Hint: ERC weights can be found by minimizing the dispersion of risk contributions subject to \(\sum w_i = 1\) and \(w_i > 0\). See the
scipy.optimizedocumentation for constrained minimization.
(b) Compare the ERC weights to RPAR’s revealed allocation from Q2.
(c) Compare the ERC weights to the tangency portfolio weights for the same assets. Discuss what drives any differences.
Q5: The Leverage Frontier#
(a) Scale the ERC portfolio to leverage levels from 0.5× to 2.5×. Report annualized return, volatility, Sharpe ratio, and maximum drawdown at each level. Plot the leverage frontier.

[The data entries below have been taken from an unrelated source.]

//! Prometheus metrics for journal-service.

use once_cell::sync::Lazy;
use prometheus::{
    register_counter_vec, register_histogram_vec, CounterVec, HistogramVec, TextEncoder,
};

/// Post attempts by outcome (posted, already_posted, rejected, error).
pub static POSTS_TOTAL: Lazy<CounterVec> = Lazy::new(|| {
    register_counter_vec!(
        "journal_posts_total",
        "Total number of journal post attempts",
        &["outcome"]
    )
    .expect("Failed to register posts_total")
});

/// Reversals by status.
pub static REVERSALS_TOTAL: Lazy<CounterVec> = Lazy::new(|| {
    register_counter_vec!(
        "journal_reversals_total",
        "Total number of journal reversals",
        &["status"]
    )
    .expect("Failed to register reversals_total")
});

/// Transient database failures that caused a post to be retried.
pub static POST_RETRIES_TOTAL: Lazy<CounterVec> = Lazy::new(|| {
    register_counter_vec!(
        "journal_post_retries_total",
        "Total number of retried journal posts",
        &["operation"]
    )
    .expect("Failed to register post_retries_total")
});

/// Error counter for alerting.
pub static ERRORS_TOTAL: Lazy<CounterVec> = Lazy::new(|| {
    register_counter_vec!(
        "journal_errors_total",
        "Total number of errors by type",
        &["error_type"]
    )
    .expect("Failed to register errors_total")
});

/// COGS requests by outcome (posted, already_posted, skipped).
pub static COGS_TOTAL: Lazy<CounterVec> = Lazy::new(|| {
    register_counter_vec!(
        "journal_cogs_total",
        "Total number of COGS computations",
        &["outcome"]
    )
    .expect("Failed to register cogs_total")
});

/// Period closings by outcome (closed, rejected).
pub static PERIOD_CLOSINGS_TOTAL: Lazy<CounterVec> = Lazy::new(|| {
    register_counter_vec!(
        "journal_period_closings_total",
        "Total number of period closing attempts",
        &["outcome"]
    )
    .expect("Failed to register period_closings_total")
});

/// Integrity drift detected by the validator, by inconsistency kind.
pub static DRIFT_WARNINGS_TOTAL: Lazy<CounterVec> = Lazy::new(|| {
    register_counter_vec!(
        "journal_integrity_drift_total",
        "Total number of integrity drift warnings",
        &["kind", "severity"]
    )
    .expect("Failed to register integrity_drift_total")
});

/// Account counter by type.
pub static ACCOUNTS_CREATED: Lazy<CounterVec> = Lazy::new(|| {
    register_counter_vec!(
        "journal_accounts_created_total",
        "Total number of accounts created",
        &["account_type"]
    )
    .expect("Failed to register accounts_created")
});

/// Database query duration histogram.
pub static DB_QUERY_DURATION: Lazy<HistogramVec> = Lazy::new(|| {
    register_histogram_vec!(
        "journal_db_query_duration_seconds",
        "Database query duration in seconds",
        &["operation"],
        vec![0.001, 0.005, 0.01, 0.025, 0.05, 0.1, 0.25, 0.5, 1.0, 2.5]
    )
    .expect("Failed to register db_query_duration")
});

/// Initialize all metrics (forces lazy initialization).
pub fn init_metrics() {
    Lazy::force(&POSTS_TOTAL);
    Lazy::force(&REVERSALS_TOTAL);
    Lazy::force(&POST_RETRIES_TOTAL);
    Lazy::force(&ERRORS_TOTAL);
    Lazy::force(&COGS_TOTAL);
    Lazy::force(&PERIOD_CLOSINGS_TOTAL);
    Lazy::force(&DRIFT_WARNINGS_TOTAL);
    Lazy::force(&ACCOUNTS_CREATED);
    Lazy::force(&DB_QUERY_DURATION);
}

/// Get metrics in Prometheus text format.
pub fn get_metrics() -> String {
    let encoder = TextEncoder::new();
    let metric_families = prometheus::gather();
    encoder
        .encode_to_string(&metric_families)
        .unwrap_or_default()
}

(b) Construct a vol-targeted version of the ERC portfolio: each month, scale leverage so that trailing 12-month realized volatility equals 10% annualized. Plot the leverage time series.
Q6: Regime-Conditioned Risk Parity#
(a) Design two regime-conditioned versions of the ERC portfolio from Q4, each using a different conditioning mechanism based on the trailing stock-bond correlation from Q3. Describe both rules.
(b) Backtest both strategies over RPAR’s sample. Report annualized return, volatility, Sharpe ratio, maximum drawdown, and skewness alongside RPAR, the static ERC portfolio, and 60/40.
(c) Discuss how much of the performance difference comes from regime conditioning vs. the base ERC allocation.
Q7: Evaluation and Recommendation#
(a) Regress RPAR on pricing factors (MKT, SMB, HML, UMD, RMW). Report \(R^2\), factor loadings, and annualized alpha.
(b) Run the Asness lagged-market test and the Treynor-Mazuy quadratic regression on RPAR. Report the results.
(c) Compute the Sharpe ratio standard error for RPAR and its benchmarks:
Estimate how many years of data would be needed for RPAR’s Sharpe ratio to be statistically distinguishable from 60/40’s.
(d) An allocator asks whether to use RPAR, build an ERC portfolio, or hold levered 60/40. Make a recommendation grounded in Q1–Q6.
Deliverables#
Review the Project Guidelines for submission standards, conciseness expectations, and AI usage policy.
Submit a Jupyter notebook with analysis for all seven questions (Q1–Q7), including code, figures, and written interpretation.
Conciseness is a graded criterion — see Project Guidelines.